Purpose The Factors Affecting Recruitment to the RECOVERY trial study was designed to seek out the facilitators and barriers to recruitment across a population of 3 million served by eight different hospitals and suggest recommendations for recruitment to UPH research during a pandemic situation.

Methods A qualitative grounded theory study using situational analysis was used. This included a contextualisation of each recruitment site containing prepandemic operational status, prior research activity, COVID-19 admission rates and UPH activity. Additionally, one-to-one interviews using topic guides were completed with NHS staff involved in the RECOVERY trial. Analysis sought out the narratives that shaped recruitment activity.

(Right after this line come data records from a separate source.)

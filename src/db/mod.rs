mod models;

pub use models::*;

use anyhow::Result;
use sqlx::{sqlite::SqlitePoolOptions, SqlitePool};
use std::path::Path;
use tracing::info;

pub type DbPool = SqlitePool;

/// Execute a SQL migration file, properly handling comments
async fn execute_sql(pool: &SqlitePool, sql: &str) -> Result<()> {
    for statement in sql.split(';') {
        // Strip SQL comment lines (lines starting with --)
        let cleaned: String = statement
            .lines()
            .filter(|line| !line.trim().starts_with("--"))
            .collect::<Vec<_>>()
            .join("\n");
        let trimmed = cleaned.trim();
        if !trimmed.is_empty() {
            sqlx::query(trimmed).execute(pool).await?;
        }
    }
    Ok(())
}

pub async fn init(data_dir: &Path) -> Result<DbPool> {
    let db_path = data_dir.join("classhub.db");
    let db_url = format!("sqlite:{}?mode=rwc", db_path.display());

    info!("Initializing database at {}", db_path.display());

    let pool = SqlitePoolOptions::new()
        .max_connections(5)
        .connect(&db_url)
        .await?;

    // Enable WAL mode for better concurrency
    sqlx::query("PRAGMA journal_mode = WAL")
        .execute(&pool)
        .await?;
    sqlx::query("PRAGMA synchronous = NORMAL")
        .execute(&pool)
        .await?;
    sqlx::query("PRAGMA foreign_keys = ON")
        .execute(&pool)
        .await?;

    run_migrations(&pool).await?;

    info!("Database initialized successfully");
    Ok(pool)
}

async fn run_migrations(pool: &SqlitePool) -> Result<()> {
    info!("Running database migrations...");

    execute_sql(pool, include_str!("../../migrations/001_users.sql")).await?;
    execute_sql(pool, include_str!("../../migrations/002_classes.sql")).await?;
    execute_sql(pool, include_str!("../../migrations/003_chats.sql")).await?;

    info!("Migrations completed");
    Ok(())
}

/// In-memory database for store-level tests. A single connection keeps
/// every query on the same :memory: instance.
#[cfg(test)]
pub async fn init_memory() -> Result<DbPool> {
    let pool = SqlitePoolOptions::new()
        .max_connections(1)
        .connect("sqlite::memory:")
        .await?;

    sqlx::query("PRAGMA foreign_keys = ON")
        .execute(&pool)
        .await?;

    run_migrations(&pool).await?;
    Ok(pool)
}
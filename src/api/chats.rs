//! Chat and message endpoints.
//!
//! Fetching a chat's messages doubles as the read-mark: everything in the
//! chat the caller did not send becomes read-by-caller, idempotently.

use axum::{
    extract::{Path, Query, State},
    http::StatusCode,
    Json,
};
use std::collections::HashMap;
use std::sync::Arc;
use uuid::Uuid;

use crate::access;
use crate::db::{
    self, Chat, ChatResponse, ChatType, CreateChatRequest, Message, MessagePageQuery,
    MessageResponse, ReadReceipt, SendMessageRequest, User,
};
use crate::AppState;

use super::error::ApiError;
use super::validation::validate_message_content;

const DEFAULT_PAGE_SIZE: i64 = 50;
const MAX_PAGE_SIZE: i64 = 200;

async fn build_chat_response(
    db: &sqlx::SqlitePool,
    chat: Chat,
    viewer_id: &str,
) -> Result<ChatResponse, ApiError> {
    let participants = db::chat_participants(db, &chat.id).await?;
    let last_message = db::latest_message(db, &chat.id).await?;
    let unread_count = db::unread_count(db, &chat.id, viewer_id).await?;

    Ok(ChatResponse {
        id: chat.id,
        name: chat.name,
        chat_type: chat.chat_type,
        created_by: chat.created_by,
        participants,
        last_message,
        unread_count,
        created_at: chat.created_at,
        updated_at: chat.updated_at,
    })
}

/// Create a chat. Private chats between the same pair de-duplicate onto the
/// existing chat; group chats are admin-only.
pub async fn create_chat(
    State(state): State<Arc<AppState>>,
    user: User,
    Json(req): Json<CreateChatRequest>,
) -> Result<(StatusCode, Json<ChatResponse>), ApiError> {
    let chat_type: ChatType = req
        .chat_type
        .parse()
        .map_err(|_| ApiError::validation_field("chat_type", "Type must be private or group"))?;

    if req.participant_ids.is_empty() {
        return Err(ApiError::validation_field(
            "participant_ids",
            "At least one participant is required",
        ));
    }

    if chat_type == ChatType::Private && req.participant_ids.len() != 1 {
        return Err(ApiError::validation_field(
            "participant_ids",
            "Private chat must have exactly one other participant",
        ));
    }

    if chat_type == ChatType::Group && !access::can_create_group_chat(&user) {
        return Err(ApiError::access_denied());
    }

    // The creator always participates; drop duplicates
    let mut all_participants: Vec<String> = vec![user.id.clone()];
    for id in &req.participant_ids {
        if !all_participants.contains(id) {
            all_participants.push(id.clone());
        }
    }

    // A "private chat" with yourself collapses to a single participant
    if chat_type == ChatType::Private && all_participants.len() != 2 {
        return Err(ApiError::validation_field(
            "participant_ids",
            "Private chat must have exactly one other participant",
        ));
    }

    let placeholders = vec!["?"; all_participants.len()].join(", ");
    let sql = format!("SELECT COUNT(*) FROM users WHERE id IN ({})", placeholders);
    let mut query = sqlx::query_scalar::<_, i64>(&sql);
    for id in &all_participants {
        query = query.bind(id);
    }
    let found = query.fetch_one(&state.db).await?;
    if found != all_participants.len() as i64 {
        return Err(ApiError::bad_request("Some participants not found"));
    }

    if chat_type == ChatType::Private {
        if let Some(existing) =
            db::find_private_chat(&state.db, &all_participants[0], &all_participants[1]).await?
        {
            let response = build_chat_response(&state.db, existing, &user.id).await?;
            return Ok((StatusCode::OK, Json(response)));
        }
    }

    let id = Uuid::new_v4().to_string();
    let now = chrono::Utc::now().to_rfc3339();
    let name = match chat_type {
        ChatType::Private => req.name,
        ChatType::Group => Some(req.name.unwrap_or_else(|| "Group Chat".to_string())),
    };

    sqlx::query(
        r#"
        INSERT INTO chats (id, name, chat_type, created_by, is_active, created_at, updated_at)
        VALUES (?, ?, ?, ?, 1, ?, ?)
        "#,
    )
    .bind(&id)
    .bind(&name)
    .bind(chat_type.to_string())
    .bind(&user.id)
    .bind(&now)
    .bind(&now)
    .execute(&state.db)
    .await?;

    for participant in &all_participants {
        sqlx::query("INSERT INTO chat_participants (chat_id, user_id) VALUES (?, ?)")
            .bind(&id)
            .bind(participant)
            .execute(&state.db)
            .await?;
    }

    tracing::info!(chat_id = %id, chat_type = %chat_type, "Chat created");

    let chat: Chat = sqlx::query_as("SELECT * FROM chats WHERE id = ?")
        .bind(&id)
        .fetch_one(&state.db)
        .await?;

    let response = build_chat_response(&state.db, chat, &user.id).await?;
    Ok((StatusCode::CREATED, Json(response)))
}

/// Active chats visible to the caller, most recently touched first
pub async fn list_chats(
    State(state): State<Arc<AppState>>,
    user: User,
) -> Result<Json<Vec<ChatResponse>>, ApiError> {
    let chats: Vec<Chat> = if user.role_enum().is_admin() {
        sqlx::query_as("SELECT * FROM chats WHERE is_active = 1 ORDER BY updated_at DESC")
            .fetch_all(&state.db)
            .await?
    } else {
        sqlx::query_as(
            r#"
            SELECT c.* FROM chats c
            INNER JOIN chat_participants p ON p.chat_id = c.id
            WHERE p.user_id = ? AND c.is_active = 1
            ORDER BY c.updated_at DESC
            "#,
        )
        .bind(&user.id)
        .fetch_all(&state.db)
        .await?
    };

    let mut responses = Vec::with_capacity(chats.len());
    for chat in chats {
        responses.push(build_chat_response(&state.db, chat, &user.id).await?);
    }
    Ok(Json(responses))
}

/// A single chat, if the caller may see it
pub async fn get_chat(
    State(state): State<Arc<AppState>>,
    user: User,
    Path(id): Path<String>,
) -> Result<Json<ChatResponse>, ApiError> {
    let chat: Option<Chat> = sqlx::query_as("SELECT * FROM chats WHERE id = ?")
        .bind(&id)
        .fetch_optional(&state.db)
        .await?;
    let chat = chat.ok_or_else(|| ApiError::not_found("Chat not found"))?;

    let participants = db::chat_participants(&state.db, &chat.id).await?;
    let participant_ids: Vec<String> = participants.iter().map(|p| p.id.clone()).collect();
    if !access::can_access_chat(&user, &participant_ids) {
        return Err(ApiError::access_denied());
    }

    Ok(Json(build_chat_response(&state.db, chat, &user.id).await?))
}

/// A page of messages, oldest first within the page. Fetching marks every
/// message the caller did not send as read by them.
pub async fn get_messages(
    State(state): State<Arc<AppState>>,
    user: User,
    Path(id): Path<String>,
    Query(page_query): Query<MessagePageQuery>,
) -> Result<Json<Vec<MessageResponse>>, ApiError> {
    let chat: Option<Chat> = sqlx::query_as("SELECT * FROM chats WHERE id = ?")
        .bind(&id)
        .fetch_optional(&state.db)
        .await?;
    let chat = chat.ok_or_else(|| ApiError::not_found("Chat not found"))?;

    let participant_ids: Vec<String> = db::chat_participants(&state.db, &chat.id)
        .await?
        .iter()
        .map(|p| p.id.clone())
        .collect();
    if !access::can_access_chat(&user, &participant_ids) {
        return Err(ApiError::access_denied());
    }

    let page = page_query.page.unwrap_or(1).max(1);
    let limit = page_query
        .limit
        .unwrap_or(DEFAULT_PAGE_SIZE)
        .clamp(1, MAX_PAGE_SIZE);
    let offset = (page - 1) * limit;

    let mut messages: Vec<db::MessageWithSender> = sqlx::query_as(
        r#"
        SELECT m.id, m.chat_id, m.sender_id,
               u.name AS sender_name, u.avatar AS sender_avatar, u.role AS sender_role,
               m.content, m.created_at
        FROM messages m
        INNER JOIN users u ON u.id = m.sender_id
        WHERE m.chat_id = ? AND m.is_deleted = 0
        ORDER BY m.created_at DESC
        LIMIT ? OFFSET ?
        "#,
    )
    .bind(&chat.id)
    .bind(limit)
    .bind(offset)
    .fetch_all(&state.db)
    .await?;

    // Reading the chat marks everything unseen as seen; repeat fetches are
    // no-ops thanks to the receipt primary key
    db::mark_chat_read(&state.db, &chat.id, &user.id).await?;

    let mut receipts: HashMap<String, Vec<ReadReceipt>> = HashMap::new();
    if !messages.is_empty() {
        let placeholders = vec!["?"; messages.len()].join(", ");
        let sql = format!(
            "SELECT message_id, user_id, read_at FROM message_reads WHERE message_id IN ({})",
            placeholders
        );
        let mut query = sqlx::query_as::<_, (String, String, String)>(&sql);
        for message in &messages {
            query = query.bind(&message.id);
        }
        for (message_id, user_id, read_at) in query.fetch_all(&state.db).await? {
            receipts
                .entry(message_id)
                .or_default()
                .push(ReadReceipt { user_id, read_at });
        }
    }

    // Oldest first within the page
    messages.reverse();

    let responses = messages
        .into_iter()
        .map(|m| MessageResponse {
            read_by: receipts.remove(&m.id).unwrap_or_default(),
            id: m.id,
            chat_id: m.chat_id,
            sender: db::ChatParticipant {
                id: m.sender_id,
                name: m.sender_name,
                avatar: m.sender_avatar,
                role: m.sender_role,
            },
            content: m.content,
            created_at: m.created_at,
        })
        .collect();

    Ok(Json(responses))
}

/// Append a message and bump the chat's recency marker
pub async fn send_message(
    State(state): State<Arc<AppState>>,
    user: User,
    Path(id): Path<String>,
    Json(req): Json<SendMessageRequest>,
) -> Result<(StatusCode, Json<MessageResponse>), ApiError> {
    let chat: Option<Chat> = sqlx::query_as("SELECT * FROM chats WHERE id = ?")
        .bind(&id)
        .fetch_optional(&state.db)
        .await?;
    let chat = chat.ok_or_else(|| ApiError::not_found("Chat not found"))?;

    let participant_ids: Vec<String> = db::chat_participants(&state.db, &chat.id)
        .await?
        .iter()
        .map(|p| p.id.clone())
        .collect();
    if !access::can_access_chat(&user, &participant_ids) {
        return Err(ApiError::access_denied());
    }

    if let Err(e) = validate_message_content(&req.content) {
        return Err(ApiError::validation_field("content", e));
    }

    let message_id = Uuid::new_v4().to_string();
    let now = chrono::Utc::now().to_rfc3339();

    sqlx::query(
        r#"
        INSERT INTO messages (id, chat_id, sender_id, content, is_deleted, created_at)
        VALUES (?, ?, ?, ?, 0, ?)
        "#,
    )
    .bind(&message_id)
    .bind(&chat.id)
    .bind(&user.id)
    .bind(req.content.trim())
    .bind(&now)
    .execute(&state.db)
    .await?;

    db::touch_chat(&state.db, &chat.id).await?;

    let message: Message = sqlx::query_as("SELECT * FROM messages WHERE id = ?")
        .bind(&message_id)
        .fetch_one(&state.db)
        .await?;

    Ok((
        StatusCode::CREATED,
        Json(MessageResponse {
            id: message.id,
            chat_id: message.chat_id,
            sender: db::ChatParticipant {
                id: user.id.clone(),
                name: user.name.clone(),
                avatar: user.avatar.clone(),
                role: user.role.clone(),
            },
            content: message.content,
            read_by: Vec::new(),
            created_at: message.created_at,
        }),
    ))
}

/// Soft-delete a chat. Admin, or the creator.
pub async fn delete_chat(
    State(state): State<Arc<AppState>>,
    user: User,
    Path(id): Path<String>,
) -> Result<Json<serde_json::Value>, ApiError> {
    let chat: Option<Chat> = sqlx::query_as("SELECT * FROM chats WHERE id = ?")
        .bind(&id)
        .fetch_optional(&state.db)
        .await?;
    let chat = chat.ok_or_else(|| ApiError::not_found("Chat not found"))?;

    if !access::can_delete_chat(&user, &chat) {
        return Err(ApiError::access_denied());
    }

    let now = chrono::Utc::now().to_rfc3339();
    sqlx::query("UPDATE chats SET is_active = 0, updated_at = ? WHERE id = ?")
        .bind(&now)
        .bind(&chat.id)
        .execute(&state.db)
        .await?;

    tracing::info!(chat_id = %chat.id, user_id = %user.id, "Chat soft-deleted");

    Ok(Json(
        serde_json::json!({ "message": "Chat deleted successfully" }),
    ))
}
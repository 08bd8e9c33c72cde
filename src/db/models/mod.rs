//! Database models split into domain-specific modules.

pub mod chat;
pub mod class;
pub mod stats;
pub mod user;

pub use chat::*;
pub use class::*;
pub use stats::*;
pub use user::*;
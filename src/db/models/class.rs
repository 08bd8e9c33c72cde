//! Class models and the derived liveness computation.
//!
//! A class's persisted `status` is only ever changed by an explicit update
//! from the owning teacher or an admin. Whether a class is currently *live*
//! is derived from the clock on every read and never stored.

use chrono::{DateTime, Duration, Utc};
use serde::{Deserialize, Serialize};
use sqlx::FromRow;

/// How long before the scheduled start a class opens for joining
pub const EARLY_JOIN_MINUTES: i64 = 5;

#[derive(Debug, Clone, Copy, PartialEq, Eq, Serialize, Deserialize)]
#[serde(rename_all = "lowercase")]
pub enum ClassStatus {
    Scheduled,
    Ongoing,
    Completed,
    Cancelled,
}

impl std::fmt::Display for ClassStatus {
    fn fmt(&self, f: &mut std::fmt::Formatter<'_>) -> std::fmt::Result {
        match self {
            ClassStatus::Scheduled => write!(f, "scheduled"),
            ClassStatus::Ongoing => write!(f, "ongoing"),
            ClassStatus::Completed => write!(f, "completed"),
            ClassStatus::Cancelled => write!(f, "cancelled"),
        }
    }
}

impl std::str::FromStr for ClassStatus {
    type Err = String;

    fn from_str(s: &str) -> Result<Self, Self::Err> {
        match s.to_lowercase().as_str() {
            "scheduled" => Ok(ClassStatus::Scheduled),
            "ongoing" => Ok(ClassStatus::Ongoing),
            "completed" => Ok(ClassStatus::Completed),
            "cancelled" => Ok(ClassStatus::Cancelled),
            _ => Err(format!("Unknown class status: {}", s)),
        }
    }
}

impl From<String> for ClassStatus {
    fn from(s: String) -> Self {
        s.parse().unwrap_or(ClassStatus::Scheduled)
    }
}

#[derive(Debug, Clone, Serialize, Deserialize, FromRow)]
pub struct Class {
    pub id: String,
    pub title: String,
    pub description: Option<String>,
    pub teacher_id: String,
    pub scheduled_time: String,
    pub duration_minutes: i64,
    pub status: String,
    pub meeting_room: String,
    pub meeting_link: String,
    pub created_at: String,
    pub updated_at: String,
}

impl Class {
    pub fn status_enum(&self) -> ClassStatus {
        self.status.clone().into()
    }

    pub fn scheduled_at(&self) -> Option<DateTime<Utc>> {
        DateTime::parse_from_rfc3339(&self.scheduled_time)
            .ok()
            .map(|t| t.with_timezone(&Utc))
    }

    /// Whether the class is live at `now`: status is neither completed nor
    /// cancelled, and `now` falls within the inclusive window
    /// `[scheduled_time - 5min, scheduled_time + duration]`.
    pub fn is_live_at(&self, now: DateTime<Utc>) -> bool {
        if matches!(
            self.status_enum(),
            ClassStatus::Completed | ClassStatus::Cancelled
        ) {
            return false;
        }

        let Some(scheduled) = self.scheduled_at() else {
            return false;
        };

        let opens = scheduled - Duration::minutes(EARLY_JOIN_MINUTES);
        let ends = scheduled + Duration::minutes(self.duration_minutes);
        now >= opens && now <= ends
    }
}

/// Teacher info embedded in class responses
#[derive(Debug, Clone, Serialize, Deserialize)]
pub struct ClassTeacher {
    pub id: String,
    pub name: String,
    pub email: String,
}

/// Roster entry embedded in class responses
#[derive(Debug, Clone, Serialize, Deserialize, FromRow)]
pub struct ClassStudent {
    pub id: String,
    pub name: String,
    pub avatar: String,
}

#[derive(Debug, Clone, Serialize, Deserialize)]
pub struct ClassResponse {
    pub id: String,
    pub title: String,
    pub description: Option<String>,
    pub teacher: ClassTeacher,
    pub students: Vec<ClassStudent>,
    pub scheduled_time: String,
    pub duration_minutes: i64,
    pub status: String,
    pub meeting_room: String,
    pub meeting_link: String,
    /// Derived from the clock at response time, never persisted
    pub is_live: bool,
    pub created_at: String,
    pub updated_at: String,
}

#[derive(Debug, Deserialize)]
pub struct CreateClassRequest {
    pub title: String,
    pub description: Option<String>,
    pub scheduled_time: String,
    pub duration_minutes: Option<i64>,
    pub student_ids: Option<Vec<String>>,
}

#[derive(Debug, Deserialize)]
pub struct UpdateClassRequest {
    pub title: Option<String>,
    pub description: Option<String>,
    pub scheduled_time: Option<String>,
    pub duration_minutes: Option<i64>,
    pub status: Option<String>,
    pub student_ids: Option<Vec<String>>,
}

#[cfg(test)]
mod tests {
    use super::*;

    fn class_at(scheduled: DateTime<Utc>, duration: i64, status: &str) -> Class {
        Class {
            id: "c1".to_string(),
            title: "Algebra".to_string(),
            description: None,
            teacher_id: "t1".to_string(),
            scheduled_time: scheduled.to_rfc3339(),
            duration_minutes: duration,
            status: status.to_string(),
            meeting_room: "class-1-abc".to_string(),
            meeting_link: "https://meet.jit.si/class-1-abc".to_string(),
            created_at: scheduled.to_rfc3339(),
            updated_at: scheduled.to_rfc3339(),
        }
    }

    #[test]
    fn test_live_window_boundaries() {
        let start = "2026-03-10T15:00:00Z".parse::<DateTime<Utc>>().unwrap();
        let class = class_at(start, 60, "scheduled");

        // Opens exactly 5 minutes before the scheduled time
        assert!(class.is_live_at(start - Duration::minutes(5)));
        assert!(!class.is_live_at(start - Duration::minutes(5) - Duration::seconds(1)));

        // Closes exactly at scheduled + duration
        assert!(class.is_live_at(start + Duration::minutes(60)));
        assert!(!class.is_live_at(start + Duration::minutes(60) + Duration::seconds(1)));

        assert!(class.is_live_at(start));
    }

    #[test]
    fn test_terminal_status_is_never_live() {
        let start = "2026-03-10T15:00:00Z".parse::<DateTime<Utc>>().unwrap();

        let completed = class_at(start, 60, "completed");
        assert!(!completed.is_live_at(start));

        let cancelled = class_at(start, 60, "cancelled");
        assert!(!cancelled.is_live_at(start));

        // Manually flagged ongoing still honours the window
        let ongoing = class_at(start, 60, "ongoing");
        assert!(ongoing.is_live_at(start + Duration::minutes(30)));
    }

    #[test]
    fn test_scenario_half_hour_out() {
        // Class scheduled 30 minutes from "now" with a 60 minute duration
        let now = "2026-03-10T12:00:00Z".parse::<DateTime<Utc>>().unwrap();
        let class = class_at(now + Duration::minutes(30), 60, "scheduled");

        // 10 minutes in: still 20 minutes before the join window opens
        assert!(!class.is_live_at(now + Duration::minutes(10)));
        // One minute past the scheduled start: in progress
        assert!(class.is_live_at(now + Duration::minutes(31)));
        // 95 minutes in: five minutes past the end of the window
        assert!(!class.is_live_at(now + Duration::minutes(95)));
    }

    #[test]
    fn test_unparseable_time_is_not_live() {
        let start = "2026-03-10T15:00:00Z".parse::<DateTime<Utc>>().unwrap();
        let mut class = class_at(start, 60, "scheduled");
        class.scheduled_time = "not-a-timestamp".to_string();
        assert!(!class.is_live_at(start));
    }
}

Results An ideal recruitment situation was identified. The closer sites were able to move towards that ideal situation, the easier they found it to implement the most significant factor on recruitment: embedding research recruitment into standard care. The ability to move to the ideal recruitment situation was mediated by five significant elements: uncertainty, prioritisation, leadership, engagement and communication.

Conclusion Embedding recruitment into routine clinical care was the most influential factor on recruitment to the RECOVERY trial. To enable this, sites needed to attain the ideal recruitment situation. Prior research activity, size of site and regulator grading did not correlate with high recruitment rates. Research should be at the forefront of prioritisation during future pandemics.

  • COVID-19
  • Recruitment
  • research

Data availability statement

Data are available upon reasonable request. Data are available upon reasonable request from the corresponding author.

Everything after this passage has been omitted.